Dr. Wolfgang Tüchler, Geschäftsführer von Axxess Healthcare Consulting, sieht das Bewertungsboard ein wenig anders. Er bewertet die Errichtung einer strukturierten Entscheidungsbasis für ganz Österreich zwar grundsätzlich ebenfalls als positiv, sieht aber die zeitliche Dimension des Prozesses noch immer kritisch: „Bei dem ersten Fall, den das Bewertungsboard bearbeitet hat, wurde der Prozess im September gestartet, Ende Jänner kam die Empfehlung des Boards und Ende April der Beschluss der Bundeszielsteuerungskommission. Das sind acht Monate – meiner Ansicht nach müssen wir noch weitere Beispiele abwarten, ehe wir wirklich ausschließen können, dass es durch das Bewertungsboard zu Verzögerungen kommt. Prinzipiell bin ich aber davon überzeugt, dass sich alle Beteiligten darüber einig sind, dass ein rascher Zugang im intramuralen Bereich erhalten bleiben muss.“ Sein zweiter Kritikpunkt am Bewertungsboard: „Es geht dabei um hochkomplexe Therapien, für die es meist nur wenige Expert:innen in Österreich gibt.

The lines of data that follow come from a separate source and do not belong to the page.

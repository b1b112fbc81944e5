//! Terminal app loop: reads commands from stdin, applies them to the form
//! state, and re-renders after every change.

use std::sync::Arc;

use anyhow::{Context, Result};
use tokio::io::{AsyncBufReadExt, BufReader};
use tokio::runtime::Handle;
use tokio::sync::mpsc::{self, UnboundedReceiver, UnboundedSender};
use zipcast_client::ForecastBackend;

use crate::command::{parse_command, UserEvent, HELP_TEXT};
use crate::services::{
    request_directory_load, request_prediction, DirectoryServiceMessage,
    PredictionServiceMessage,
};
use crate::state::FormState;
use crate::view;

/// Opened by the `learn-more` command.
pub const LEARN_MORE_URL: &str = "https://www.linkedin.com/school/pmaccelerator/";

/// What the loop should do after an event.
#[derive(Debug, Clone, PartialEq, Eq)]
pub enum EventOutcome {
    Continue { notice: Option<String> },
    Quit,
}

impl EventOutcome {
    fn quiet() -> Self {
        Self::Continue { notice: None }
    }

    fn notice(message: impl Into<String>) -> Self {
        Self::Continue {
            notice: Some(message.into()),
        }
    }
}

/// Receiving ends of the service channels, polled by the loop.
pub struct ServiceReceivers {
    pub directory: UnboundedReceiver<DirectoryServiceMessage>,
    pub prediction: UnboundedReceiver<PredictionServiceMessage>,
}

pub struct App<B> {
    state: FormState,
    backend: Arc<B>,
    runtime: Handle,
    directory_tx: UnboundedSender<DirectoryServiceMessage>,
    prediction_tx: UnboundedSender<PredictionServiceMessage>,
}

impl<B: ForecastBackend + 'static> App<B> {
    pub fn new(backend: Arc<B>, runtime: Handle) -> (Self, ServiceReceivers) {
        let (directory_tx, directory) = mpsc::unbounded_channel();
        let (prediction_tx, prediction) = mpsc::unbounded_channel();

        let app = Self {
            state: FormState::new(),
            backend,
            runtime,
            directory_tx,
            prediction_tx,
        };

        (app, ServiceReceivers { directory, prediction })
    }

    pub fn state(&self) -> &FormState {
        &self.state
    }

    /// Kick off the startup directory load.
    pub fn start(&mut self) {
        if self.state.begin_directory_load() {
            tracing::info!("Loading location directory");
            request_directory_load(&self.directory_tx, self.backend.clone(), &self.runtime);
        }
    }

    /// Apply one user event.
    pub fn handle_event(&mut self, event: UserEvent) -> EventOutcome {
        match event {
            UserEvent::SetZip(zip) => self.input_outcome(|state| state.set_zip(zip)),
            UserEvent::SelectCountry(None) => {
                self.input_outcome(|state| state.select_country(None))
            }
            UserEvent::SelectCountry(Some(query)) => {
                let Some(value) = self
                    .state
                    .directory()
                    .find_country(&query)
                    .map(|o| o.value.clone())
                else {
                    return EventOutcome::notice(format!("No country matches '{query}'."));
                };
                self.input_outcome(|state| state.select_country(Some(&value)))
            }
            UserEvent::SelectTown(None) => self.input_outcome(|state| state.select_town(None)),
            UserEvent::SelectTown(Some(query)) => {
                let Some(value) = self
                    .state
                    .directory()
                    .find_town(&query)
                    .map(|o| o.value.clone())
                else {
                    return EventOutcome::notice(format!("No town matches '{query}'."));
                };
                self.input_outcome(|state| state.select_town(Some(&value)))
            }
            UserEvent::Predict => {
                if self.state.is_loading() {
                    return EventOutcome::notice("A request is already in progress.");
                }
                if let Some(input) = self.state.begin_prediction() {
                    tracing::info!("Requesting prediction for {:?}", input);
                    request_prediction(
                        &self.prediction_tx,
                        self.backend.clone(),
                        input,
                        &self.runtime,
                    );
                }
                EventOutcome::quiet()
            }
            UserEvent::ListCountries => EventOutcome::notice(view::render_options(
                "Countries",
                &self.state.directory().countries,
            )),
            UserEvent::ListTowns => EventOutcome::notice(view::render_options(
                "Towns",
                &self.state.directory().towns,
            )),
            UserEvent::LearnMore => match webbrowser::open(LEARN_MORE_URL) {
                Ok(()) => EventOutcome::quiet(),
                Err(e) => {
                    tracing::warn!("Failed to open browser: {}", e);
                    EventOutcome::notice(format!("Open {LEARN_MORE_URL} in your browser."))
                }
            },
            UserEvent::Help => EventOutcome::notice(HELP_TEXT),
            UserEvent::Quit => EventOutcome::Quit,
        }
    }

    pub fn handle_directory_message(&mut self, message: DirectoryServiceMessage) {
        match message {
            DirectoryServiceMessage::LoadDone(result) => self.state.finish_directory_load(result),
        }
    }

    pub fn handle_prediction_message(&mut self, message: PredictionServiceMessage) {
        match message {
            PredictionServiceMessage::PredictionDone(outcome) => {
                self.state.finish_prediction(outcome)
            }
        }
    }

    fn input_outcome(&mut self, apply: impl FnOnce(&mut FormState) -> bool) -> EventOutcome {
        if apply(&mut self.state) {
            EventOutcome::quiet()
        } else {
            EventOutcome::notice("Input is disabled while loading.")
        }
    }
}

/// Run the form on stdin/stdout until `quit` or end of input.
///
/// # Errors
/// Returns an error if stdin cannot be read.
pub async fn run<B: ForecastBackend + 'static>(backend: Arc<B>) -> Result<()> {
    let (mut app, mut receivers) = App::new(backend, Handle::current());
    let mut lines = BufReader::new(tokio::io::stdin()).lines();

    app.start();
    print!("{}", view::render(app.state()));
    println!("\nType 'help' for commands.");

    loop {
        tokio::select! {
            line = lines.next_line() => {
                let Some(line) = line.context("Failed to read from stdin")? else {
                    tracing::debug!("stdin closed");
                    break;
                };

                match parse_command(&line) {
                    Ok(Some(event)) => match app.handle_event(event) {
                        EventOutcome::Quit => break,
                        EventOutcome::Continue { notice } => {
                            if let Some(notice) = notice {
                                println!("{}", notice.trim_end());
                            }
                        }
                    },
                    Ok(None) => {}
                    Err(e) => {
                        println!("{e}");
                        continue;
                    }
                }
            }
            Some(message) = receivers.directory.recv() => app.handle_directory_message(message),
            Some(message) = receivers.prediction.recv() => app.handle_prediction_message(message),
        }

        println!();
        print!("{}", view::render(app.state()));
    }

    Ok(())
}
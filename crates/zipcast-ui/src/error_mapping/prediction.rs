use zipcast_client::ClientError;
use zipcast_core::ForecastError;

pub fn resolution_error(e: ClientError) -> ForecastError {
    tracing::warn!("ZIP resolution request failed: {}", e);
    ForecastError::resolution_failed(e.backend_message())
}

pub fn prediction_error(e: ClientError) -> ForecastError {
    tracing::warn!("Prediction request failed: {}", e);
    ForecastError::prediction_failed(e.backend_message())
}
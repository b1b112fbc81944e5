//! Integration tests for BackendClient using wiremock.
//!
//! These tests verify the client behavior against a mock prediction backend.

use wiremock::matchers::{method, path, query_param};
use wiremock::{Mock, MockServer, ResponseTemplate};
use zipcast_client::{load_directory, BackendClient, ClientError, ForecastBackend};

#[tokio::test]
async fn test_countries_and_towns() {
    let mock_server = MockServer::start().await;

    Mock::given(method("GET"))
        .and(path("/countries"))
        .respond_with(ResponseTemplate::new(200).set_body_json(serde_json::json!({
            "countries": ["france", "germany"]
        })))
        .mount(&mock_server)
        .await;

    Mock::given(method("GET"))
        .and(path("/towns"))
        .respond_with(ResponseTemplate::new(200).set_body_json(serde_json::json!({
            "towns": ["berlin", "paris"]
        })))
        .mount(&mock_server)
        .await;

    let client = BackendClient::new(&mock_server.uri()).unwrap();

    assert_eq!(client.countries().await.unwrap(), ["france", "germany"]);
    assert_eq!(client.towns().await.unwrap(), ["berlin", "paris"]);
}

#[tokio::test]
async fn test_load_directory_success() {
    let mock_server = MockServer::start().await;

    Mock::given(method("GET"))
        .and(path("/countries"))
        .respond_with(ResponseTemplate::new(200).set_body_json(serde_json::json!({
            "countries": ["france"]
        })))
        .expect(1)
        .mount(&mock_server)
        .await;

    Mock::given(method("GET"))
        .and(path("/towns"))
        .respond_with(ResponseTemplate::new(200).set_body_json(serde_json::json!({
            "towns": ["paris", "lyon"]
        })))
        .expect(1)
        .mount(&mock_server)
        .await;

    let client = BackendClient::new(&mock_server.uri()).unwrap();
    let directory = load_directory(&client).await.unwrap();

    assert_eq!(directory.countries.len(), 1);
    assert_eq!(directory.countries[0].label, "France");
    assert_eq!(directory.towns[1].value, "lyon");
    assert_eq!(directory.towns[1].label, "Lyon");
}

#[tokio::test]
async fn test_load_directory_fails_when_one_list_fails() {
    let mock_server = MockServer::start().await;

    Mock::given(method("GET"))
        .and(path("/countries"))
        .respond_with(ResponseTemplate::new(200).set_body_json(serde_json::json!({
            "countries": ["france"]
        })))
        .mount(&mock_server)
        .await;

    Mock::given(method("GET"))
        .and(path("/towns"))
        .respond_with(ResponseTemplate::new(500).set_body_json(serde_json::json!({
            "error": "Internal server error while fetching towns"
        })))
        .mount(&mock_server)
        .await;

    let client = BackendClient::new(&mock_server.uri()).unwrap();
    let result = load_directory(&client).await;

    assert!(matches!(result, Err(ClientError::Status { status: 500, .. })));
}

#[tokio::test]
async fn test_resolve_zip_success() {
    let mock_server = MockServer::start().await;

    Mock::given(method("GET"))
        .and(path("/resolve_zip"))
        .and(query_param("zip", "75001"))
        .respond_with(ResponseTemplate::new(200).set_body_json(serde_json::json!({
            "country": "france",
            "town": "paris"
        })))
        .mount(&mock_server)
        .await;

    let client = BackendClient::new(&mock_server.uri()).unwrap();
    let resolution = client.resolve_zip("75001").await.unwrap();

    assert_eq!(resolution.country.as_deref(), Some("france"));
    assert_eq!(resolution.town.as_deref(), Some("paris"));
}

#[tokio::test]
async fn test_resolve_zip_missing_fields() {
    let mock_server = MockServer::start().await;

    Mock::given(method("GET"))
        .and(path("/resolve_zip"))
        .respond_with(ResponseTemplate::new(200).set_body_json(serde_json::json!({
            "country": "france"
        })))
        .mount(&mock_server)
        .await;

    let client = BackendClient::new(&mock_server.uri()).unwrap();
    let resolution = client.resolve_zip("75001").await.unwrap();

    assert_eq!(resolution.country.as_deref(), Some("france"));
    assert!(resolution.town.is_none());
}

#[tokio::test]
async fn test_resolve_zip_error_message_passthrough() {
    let mock_server = MockServer::start().await;

    Mock::given(method("GET"))
        .and(path("/resolve_zip"))
        .respond_with(ResponseTemplate::new(404).set_body_json(serde_json::json!({
            "error": "Location not found for the provided ZIP code"
        })))
        .mount(&mock_server)
        .await;

    let client = BackendClient::new(&mock_server.uri()).unwrap();
    let err = client.resolve_zip("00000").await.unwrap_err();

    assert!(matches!(err, ClientError::Status { status: 404, .. }));
    assert_eq!(
        err.backend_message(),
        Some("Location not found for the provided ZIP code")
    );
}

#[tokio::test]
async fn test_error_without_json_body() {
    let mock_server = MockServer::start().await;

    Mock::given(method("GET"))
        .and(path("/resolve_zip"))
        .respond_with(ResponseTemplate::new(502).set_body_string("<html>Bad Gateway</html>"))
        .mount(&mock_server)
        .await;

    let client = BackendClient::new(&mock_server.uri()).unwrap();
    let err = client.resolve_zip("75001").await.unwrap_err();

    assert!(matches!(err, ClientError::Status { status: 502, .. }));
    assert_eq!(err.backend_message(), None);
}

#[tokio::test]
async fn test_predict_encodes_query_params() {
    let mock_server = MockServer::start().await;

    // query_param matches on decoded values
    Mock::given(method("GET"))
        .and(path("/predict"))
        .and(query_param("country", "united states"))
        .and(query_param("town", "st. louis & co"))
        .respond_with(ResponseTemplate::new(200).set_body_json(serde_json::json!({
            "summary": { "average": 15, "max": 20, "min": 10 }
        })))
        .expect(1)
        .mount(&mock_server)
        .await;

    let client = BackendClient::new(&mock_server.uri()).unwrap();
    let summary = client
        .predict("united states", "st. louis & co")
        .await
        .unwrap();

    assert_eq!(summary.max.to_string(), "20");
    assert_eq!(summary.average.to_string(), "15");
    assert_eq!(summary.min.to_string(), "10");
}

#[tokio::test]
async fn test_predict_with_empty_town() {
    let mock_server = MockServer::start().await;

    Mock::given(method("GET"))
        .and(path("/predict"))
        .and(query_param("country", "france"))
        .and(query_param("town", ""))
        .respond_with(ResponseTemplate::new(200).set_body_json(serde_json::json!({
            "summary": {
                "average": "14.2 °C",
                "max": "31.0 °C",
                "min": "-3.5 °C",
                "data_points": 120
            }
        })))
        .mount(&mock_server)
        .await;

    let client = BackendClient::new(&mock_server.uri()).unwrap();
    let summary = client.predict("france", "").await.unwrap();

    assert_eq!(summary.average.to_string(), "14.2 °C");
    assert_eq!(summary.data_points, Some(120));
}

#[tokio::test]
async fn test_predict_error() {
    let mock_server = MockServer::start().await;

    Mock::given(method("GET"))
        .and(path("/predict"))
        .respond_with(ResponseTemplate::new(404).set_body_json(serde_json::json!({
            "error": "No weather data available for the specified location"
        })))
        .mount(&mock_server)
        .await;

    let client = BackendClient::new(&mock_server.uri()).unwrap();
    let err = client.predict("atlantis", "").await.unwrap_err();

    assert_eq!(
        err.backend_message(),
        Some("No weather data available for the specified location")
    );
}

#[tokio::test]
async fn test_base_url_query_is_dropped() {
    let mock_server = MockServer::start().await;

    Mock::given(method("GET"))
        .and(path("/countries"))
        .respond_with(ResponseTemplate::new(200).set_body_json(serde_json::json!({
            "countries": ["france"]
        })))
        .mount(&mock_server)
        .await;

    let client = BackendClient::new(&format!("{}/?v=1", mock_server.uri())).unwrap();
    let countries = client.countries().await.unwrap();

    assert_eq!(client.base_url(), mock_server.uri());
    assert_eq!(countries, vec!["france".to_string()]);
}

#[tokio::test]
async fn test_malformed_success_body() {
    let mock_server = MockServer::start().await;

    Mock::given(method("GET"))
        .and(path("/countries"))
        .respond_with(ResponseTemplate::new(200).set_body_json(serde_json::json!({
            "unexpected": true
        })))
        .mount(&mock_server)
        .await;

    let client = BackendClient::new(&mock_server.uri()).unwrap();
    let err = client.countries().await.unwrap_err();

    assert!(matches!(err, ClientError::Decode(_)));
}

#[tokio::test]
async fn test_connection_refused() {
    // Nothing listens on port 9 on a test host
    let client = BackendClient::new("http://127.0.0.1:9").unwrap();
    let err = client.countries().await.unwrap_err();

    assert!(matches!(err, ClientError::Network(_)));
}
use zipcast_client::ClientError;
use zipcast_core::ForecastError;

/// Any directory failure becomes the fixed load advisory; the detail is logged only.
pub fn directory_error(e: ClientError) -> ForecastError {
    tracing::error!("Failed to load location directory: {}", e);
    ForecastError::Load(e.to_string())
}
//! Terminal input parsing. One line of input becomes one `UserEvent`.

/// Longest ZIP text the input field accepts.
pub const ZIP_INPUT_MAX_LEN: usize = 10;

#[derive(Debug, Clone, PartialEq, Eq)]
pub enum UserEvent {
    /// New ZIP field contents; empty clears the field.
    SetZip(String),
    /// Country name to select, or `None` to clear the selector.
    SelectCountry(Option<String>),
    /// Town name to select, or `None` to clear the selector.
    SelectTown(Option<String>),
    Predict,
    ListCountries,
    ListTowns,
    LearnMore,
    Help,
    Quit,
}

#[derive(Debug, Clone, PartialEq, Eq)]
pub enum CommandError {
    Unknown(String),
    UnexpectedArgument(String),
}

impl std::fmt::Display for CommandError {
    fn fmt(&self, f: &mut std::fmt::Formatter<'_>) -> std::fmt::Result {
        match self {
            CommandError::Unknown(cmd) => {
                write!(f, "Unknown command '{}'. Type 'help' for a list.", cmd)
            }
            CommandError::UnexpectedArgument(cmd) => {
                write!(f, "'{}' does not take an argument", cmd)
            }
        }
    }
}

impl std::error::Error for CommandError {}

pub const HELP_TEXT: &str = "\
Commands:
  zip <code>        enter a ZIP code (no argument clears it)
  country <name>    select a country (no argument clears it)
  town <name>       select a town/city (no argument clears it)
  predict           get the temperature prediction
  countries         list selectable countries
  towns             list selectable towns
  learn-more        open the PM Accelerator page in a browser
  help              show this text
  quit              exit";

/// Parse one input line. Blank lines yield `Ok(None)`.
///
/// # Errors
/// Returns `CommandError` for unknown commands or stray arguments.
pub fn parse_command(line: &str) -> Result<Option<UserEvent>, CommandError> {
    let line = line.trim();
    if line.is_empty() {
        return Ok(None);
    }

    let (cmd, arg) = match line.split_once(char::is_whitespace) {
        Some((cmd, rest)) => (cmd, rest.trim()),
        None => (line, ""),
    };
    let optional = |arg: &str| (!arg.is_empty()).then(|| arg.to_string());

    let event = match cmd.to_ascii_lowercase().as_str() {
        "zip" | "z" => UserEvent::SetZip(arg.chars().take(ZIP_INPUT_MAX_LEN).collect()),
        "country" | "c" => UserEvent::SelectCountry(optional(arg)),
        "town" | "city" | "t" => UserEvent::SelectTown(optional(arg)),
        other => {
            let event = match other {
                "predict" | "p" | "get" => UserEvent::Predict,
                "countries" => UserEvent::ListCountries,
                "towns" | "cities" => UserEvent::ListTowns,
                "learn-more" | "linkedin" => UserEvent::LearnMore,
                "help" | "?" => UserEvent::Help,
                "quit" | "exit" | "q" => UserEvent::Quit,
                _ => return Err(CommandError::Unknown(cmd.to_string())),
            };
            if !arg.is_empty() {
                return Err(CommandError::UnexpectedArgument(cmd.to_string()));
            }
            event
        }
    };

    Ok(Some(event))
}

Im Bewertungsboard sind zwar Ärzt:innen vertreten, die aber die unterschiedlichsten Therapiegebiete abdecken müssen. Mein Wunsch wäre deshalb, dass klinische Expert:innen, die sich mit dieser einen Indikation täglich beschäftigen, auch in Zukunft je nach Fall stark eingebunden werden und ihre Expertise in die Bewertung einfließt.“

Zusatznutzen in Geschäftsordnung definiert

Dr.in Michaela Wlattnig, Sprecherin der Arbeitsgemeinschaft der Patient:innen- und Pflegeanwält:innen (ARGE), sieht die Bewertung des Zusatznutzens von Therapien eindeutig in der Geschäftsordnung (GO) der Bewertungsordnung geregelt: „Bereits in § 1 der GO des Bewertungsboards wird festgehalten, dass bei der Durchführung und ­Aufbereitung von HTA ein Vorschlag zur Einstufung des medizinisch-therapeutischen Zusatznutzens zu formulieren ist. In § 10 der GO wird definiert, was darunter zu verstehen ist, nämlich ,die nachweislich positiven Effekte einer Arzneispezialität auf patientenrelevante Endpunkte im Vergleich zu vorhandenen und zweckmäßigen Alternativen‘.“ Vor diesem Hintergrund kann sie die Aufregung um das Bewertungsboard nicht ganz nachvollziehen, denn es sei klar gesetzlich geregelt, dass die Patient:innen nach State of the Art behandelt werden müssen und die Entscheidung der Arzt oder die Ärztin trifft. „Bisher wurden die Fristen eingehalten und das sehr aufwendige Verfahren wird zeitlich sehr gestrafft umgesetzt – in meinen Augen läuft die Arbeit des Bewertungsboards damit derzeit gut“, so Wlattnig.